Sporting Wood

I ran across this new “must have” (not really) component at bikesnobnyc. Fast Boy Cycles - a craftsman of amazing wooden fenders, is extending his product line to include wooden handlebars. They are probably great for a trophy bike, but in practice I’m not sure I want to ride them over a pothole.

Wooden Bars



17 Comments

better shot: http://www.flickr.com/photos/fastboy/2120672515/

i think wood—some wood—is more resilient than you give it credit for. think bows, and suspension.

Just give him some wood and he’ll build you a cabinet.” - Finger Lickin’ Good, Beastie Boys

Todd,

Isn’t there a bamboo project based in P-town?

Woods like Bamboo are very hard and I would trust it… not sure about the weight.  I might prefer it over carbon…. in terms of safety.

I know…I know…

My degree is in Materials Science Engineering.  We did plenty of materials selection excercies for an array of uses.  In almost all of them - “wood” was a top performer.  Anisotropy results in some very desireable material properties.

“I might prefer it over carbon…. in terms of safety.”  I love it!  Shouldn’t wood laminate be strong enough for anything, if you can build longbows out of the stuff?  Is it going to have the properties you want: i.e. be like steel, but lighter?

Here’s the thing - anisotropic materials like most hardwoods do really well disipating high load and shear.  What they don’t do well is handle high loads over a short period of time.  They deform (like in a longbow) nicely as long as the load is applied at a rate slow enough for the material to deform properly.
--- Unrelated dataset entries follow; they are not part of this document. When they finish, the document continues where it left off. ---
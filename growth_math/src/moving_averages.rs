//! Moving average calculation implementations
//!
//! A rolling accumulator plus batch helpers over whole series.

use crate::{MathError, Result};
use std::collections::VecDeque;

/// Rolling simple moving average over the last `period` values
#[derive(Debug, Clone)]
pub struct SimpleMovingAverage {
    period: usize,
    window: VecDeque<f64>,
    running_sum: f64,
}

impl SimpleMovingAverage {
    /// Fails on a zero period
    pub fn new(period: usize) -> Result<Self> {
        if period == 0 {
            return Err(MathError::InvalidInput(
                "moving average period must be positive".to_string(),
            ));
        }

        Ok(Self {
            period,
            window: VecDeque::with_capacity(period + 1),
            running_sum: 0.0,
        })
    }

    /// Push a value, evicting the oldest once the window is full
    pub fn update(&mut self, value: f64) {
        self.window.push_back(value);
        self.running_sum += value;
        if self.window.len() > self.period {
            if let Some(evicted) = self.window.pop_front() {
                self.running_sum -= evicted;
            }
        }
    }

    /// Average of the window; `None` until `period` values have been seen
    pub fn value(&self) -> Option<f64> {
        (self.window.len() == self.period).then(|| self.running_sum / self.period as f64)
    }

    pub fn period(&self) -> usize {
        self.period
    }
}

/// Moving average of every full window, oldest first.
///
/// The output has `values.len() - window + 1` entries; it is empty when the
/// series is shorter than the window.
pub fn moving_average(values: &[f64], window: usize) -> Result<Vec<f64>> {
    let mut sma = SimpleMovingAverage::new(window)?;
    let mut averages = Vec::with_capacity(values.len().saturating_sub(window) + 1);
    for &value in values {
        sma.update(value);
        if let Some(average) = sma.value() {
            averages.push(average);
        }
    }
    Ok(averages)
}

/// Mean of the last `window` values (or of all values when fewer exist)
pub fn trailing_mean(values: &[f64], window: usize) -> Option<f64> {
    if values.is_empty() || window == 0 {
        return None;
    }
    let tail = &values[values.len().saturating_sub(window)..];
    Some(tail.iter().sum::<f64>() / tail.len() as f64)
}
/// Fits covariate-driven saturation curves for one metric
#[derive(Debug, Clone)]
pub struct SaturationGrowthFitter {
    /// Name of the model
    name: String,
    subject: Subject,
    metric: Metric,
    /// Literature anchors, in days of age
    calibration: Vec<ReferenceCalibrationPoint>,
    /// Age in days of the subject on day index 0
    age_at_tracking_start_days: u32,
    min_points: usize,
    /// Seed used by the `ForecastModel` path; `None` draws entropy
    seed: Option<u64>,
}
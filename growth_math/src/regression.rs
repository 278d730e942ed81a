//! Ordinary least squares line fitting
//!
//! A batch counterpart of a rolling linear regression: the whole `(x, y)`
//! sample is fitted at once and the result carries the coefficient of
//! determination alongside slope and intercept.

use crate::{MathError, Result};
use serde::{Deserialize, Serialize};

/// Below this magnitude the normal-equation denominator is treated as zero
pub const DEGENERACY_TOLERANCE: f64 = 1e-10;

/// Fitted straight line `y = slope * x + intercept`
#[derive(Debug, Clone, Copy, PartialEq, Serialize, Deserialize)]
pub struct LinearRegression {
    slope: f64,
    intercept: f64,
    r_squared: f64,
    mean_squared_error: f64,
    points: usize,
}

impl LinearRegression {
    /// Fit a line through the paired samples.
    ///
    /// `slope = (nΣxy − ΣxΣy) / (nΣx² − (Σx)²)` and
    /// `intercept = (Σy − slope·Σx) / n`.
    ///
    /// # Errors
    ///
    /// Returns [`MathError::DegenerateInput`] when the slices differ in
    /// length, hold fewer than two points, or when every `x` is (nearly)
    /// the same value. Non-finite samples are rejected as
    /// [`MathError::InvalidInput`].
    pub fn fit(x: &[f64], y: &[f64]) -> Result<Self> {
        if x.len() != y.len() {
            return Err(MathError::DegenerateInput(format!(
                "x has {} values but y has {}",
                x.len(),
                y.len()
            )));
        }
        if x.len() < 2 {
            return Err(MathError::DegenerateInput(format!(
                "at least 2 points are needed for a line, got {}",
                x.len()
            )));
        }
        if x.iter().chain(y.iter()).any(|v| !v.is_finite()) {
            return Err(MathError::InvalidInput(
                "regression samples must be finite".to_string(),
            ));
        }

        let n = x.len() as f64;
        let (mut sum_x, mut sum_y, mut sum_xy, mut sum_xx) = (0.0, 0.0, 0.0, 0.0);
        for (&xi, &yi) in x.iter().zip(y) {
            sum_x += xi;
            sum_y += yi;
            sum_xy += xi * yi;
            sum_xx += xi * xi;
        }

        let denominator = n * sum_xx - sum_x * sum_x;
        if denominator.abs() < DEGENERACY_TOLERANCE {
            return Err(MathError::DegenerateInput(
                "x values are collinear; slope is undefined".to_string(),
            ));
        }

        let slope = (n * sum_xy - sum_x * sum_y) / denominator;
        let intercept = (sum_y - slope * sum_x) / n;

        let y_mean = sum_y / n;
        let mut ss_total = 0.0;
        let mut ss_residual = 0.0;
        for (&xi, &yi) in x.iter().zip(y) {
            let predicted = slope * xi + intercept;
            ss_total += (yi - y_mean).powi(2);
            ss_residual += (yi - predicted).powi(2);
        }

        // Constant y has no variance to explain.
        let r_squared = if ss_total < DEGENERACY_TOLERANCE {
            0.0
        } else {
            (1.0 - ss_residual / ss_total).clamp(0.0, 1.0)
        };

        Ok(Self {
            slope,
            intercept,
            r_squared,
            mean_squared_error: ss_residual / n,
            points: x.len(),
        })
    }

    /// Fit against the positions `0..y.len()`
    pub fn fit_positions(y: &[f64]) -> Result<Self> {
        let x: Vec<f64> = (0..y.len()).map(|i| i as f64).collect();
        Self::fit(&x, y)
    }

    /// Evaluate the line at `x`
    pub fn predict(&self, x: f64) -> f64 {
        self.slope * x + self.intercept
    }

    pub fn slope(&self) -> f64 {
        self.slope
    }

    pub fn intercept(&self) -> f64 {
        self.intercept
    }

    /// Coefficient of determination, always within `[0, 1]`
    pub fn r_squared(&self) -> f64 {
        self.r_squared
    }

    /// Mean of the squared residuals over the fitted sample
    pub fn mean_squared_error(&self) -> f64 {
        self.mean_squared_error
    }

    /// Number of points the line was fitted on
    pub fn points(&self) -> usize {
        self.points
    }
}

#[cfg(test)]
mod tests {
    use super::*;
    use approx::assert_relative_eq;
    use rstest::rstest;

    #[test]
    fn test_perfect_line() {
        let x = [0.0, 1.0, 2.0, 3.0];
        let y = [1.0, 3.0, 5.0, 7.0];
        let fit = LinearRegression::fit(&x, &y).unwrap();

        assert_relative_eq!(fit.slope(), 2.0, epsilon = 1e-12);
        assert_relative_eq!(fit.intercept(), 1.0, epsilon = 1e-12);
        assert_relative_eq!(fit.r_squared(), 1.0, epsilon = 1e-12);
        assert_relative_eq!(fit.predict(10.0), 21.0, epsilon = 1e-9);
        assert_eq!(fit.points(), 4);
    }

    #[test]
    fn test_matches_textbook_formula_on_noisy_data() {
        let x = [1.0, 2.0, 4.0, 5.0, 7.0];
        let y = [2.1, 3.9, 8.2, 9.8, 14.5];

        let n = x.len() as f64;
        let sx: f64 = x.iter().sum();
        let sy: f64 = y.iter().sum();
        let sxy: f64 = x.iter().zip(&y).map(|(a, b)| a * b).sum();
        let sxx: f64 = x.iter().map(|a| a * a).sum();
        let slope = (n * sxy - sx * sy) / (n * sxx - sx * sx);
        let intercept = (sy - slope * sx) / n;

        let fit = LinearRegression::fit(&x, &y).unwrap();
        assert_relative_eq!(fit.slope(), slope, epsilon = 1e-12);
        assert_relative_eq!(fit.intercept(), intercept, epsilon = 1e-12);
        assert!(fit.r_squared() > 0.9 && fit.r_squared() <= 1.0);
    }

    #[test]
    fn test_constant_y_has_zero_r_squared() {
        let x = [0.0, 1.0, 2.0, 3.0, 4.0];
        let y = [0.1; 5];
        let fit = LinearRegression::fit(&x, &y).unwrap();

        assert_eq!(fit.r_squared(), 0.0);
        assert_relative_eq!(fit.slope(), 0.0, epsilon = 1e-12);
    }

    #[rstest]
    #[case(vec![1.0, 1.0, 1.0], vec![1.0, 2.0, 3.0])]
    #[case(vec![1.0], vec![1.0])]
    #[case(vec![1.0, 2.0], vec![1.0])]
    #[case(vec![], vec![])]
    fn test_degenerate_inputs(#[case] x: Vec<f64>, #[case] y: Vec<f64>) {
        let result = LinearRegression::fit(&x, &y);
        assert!(matches!(result, Err(MathError::DegenerateInput(_))));
    }

    #[test]
    fn test_non_finite_input_rejected() {
        let result = LinearRegression::fit(&[0.0, 1.0, 2.0], &[1.0, f64::NAN, 2.0]);
        assert!(matches!(result, Err(MathError::InvalidInput(_))));
    }

    #[test]
    fn test_fit_positions() {
        let fit = LinearRegression::fit_positions(&[5.0, 4.0, 3.0]).unwrap();
        assert_relative_eq!(fit.slope(), -1.0, epsilon = 1e-12);
        assert_relative_eq!(fit.intercept(), 5.0, epsilon = 1e-12);
    }
}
For a handlebar: potholes and other hazards would impart a load very quickly and therefore may cause localized stress - since the wood is unable to deform in time.  Introduce a stem to concentrate the area of the load, and potentially introduce crack propegation…and you’re F@#$@$d.

I remember seeing a re-creation of the Wright brothers shop with their homebuilt wind tunnel.  A period bike, parked nearby, had wooden handlebars.  I think they might have been one of the lightweight parts the Wrights built and sold in their bicycle shop.

I would guess that wood lost out as a handlebar to metal for economic reasons.  The bar I saw was steam bent, the grain followed the curve of the bars.  The wood would have to be knot-free, tight straight grained, and it would have to be turned or shaved into a rod that had no grain run-out.  Then it would have to be bent to shape.  So, there are a lot of processes that require attention at each step.  Metal bars would be much easier to make in an industrial environment.  It probably didn’t help wood that it expands and contracts with humidity, requiring tightening of the stem, and that it would require periodic refinishing.

If you want to see how far you can push wood as a structural material, for transportation, check out “The Splinter” at www.joeharmondesign.com.

Andrew:

Then I’d choose handlebars made of the same wood as professional baseball bats.

Having seen the insides of a carbon bar, after it got garaged, and realizing the industry lacks any governing standards, besides the CPSC, material choice is def a concern. I don’t want to pop off too much about it, as I’m no engineer, but I do wonder if all those Chinese parts are safe.

I don’t mean any company is intending harm, but without robust testing, who knows.

We’re specin’g the latest bike hugger project bike and giving lots of thought to what could break and not break—that whole, when is light too light. Also, carbon for stems and posts ain’t always that light.

True Chris - provided we go from 31.8 stem clamp diameter to 63.6 I’m sure it would be fine :).  I’m sure you’ve seen what happens when a pitch comes in on a hitter and they make contact on the thin portion of the bat?  That’s that part I don’t want to be around for.

I don’t think hitting a pothole or jumping a curb comes even close to having the same kinetic energy as a pro pitcher’s fast ball hitting a bat swung by another pro…

We’re not talking about jumping off cliffs with MTBs here, are we?

Yeah - I’m sure it’ll be fine, but when I have my hands on the bars and hit a pothole I’m not expecting it can be pretty jaring.  But you are right: MLB Pitcher/MLB Batter force is much greater that even the biggest pothole. 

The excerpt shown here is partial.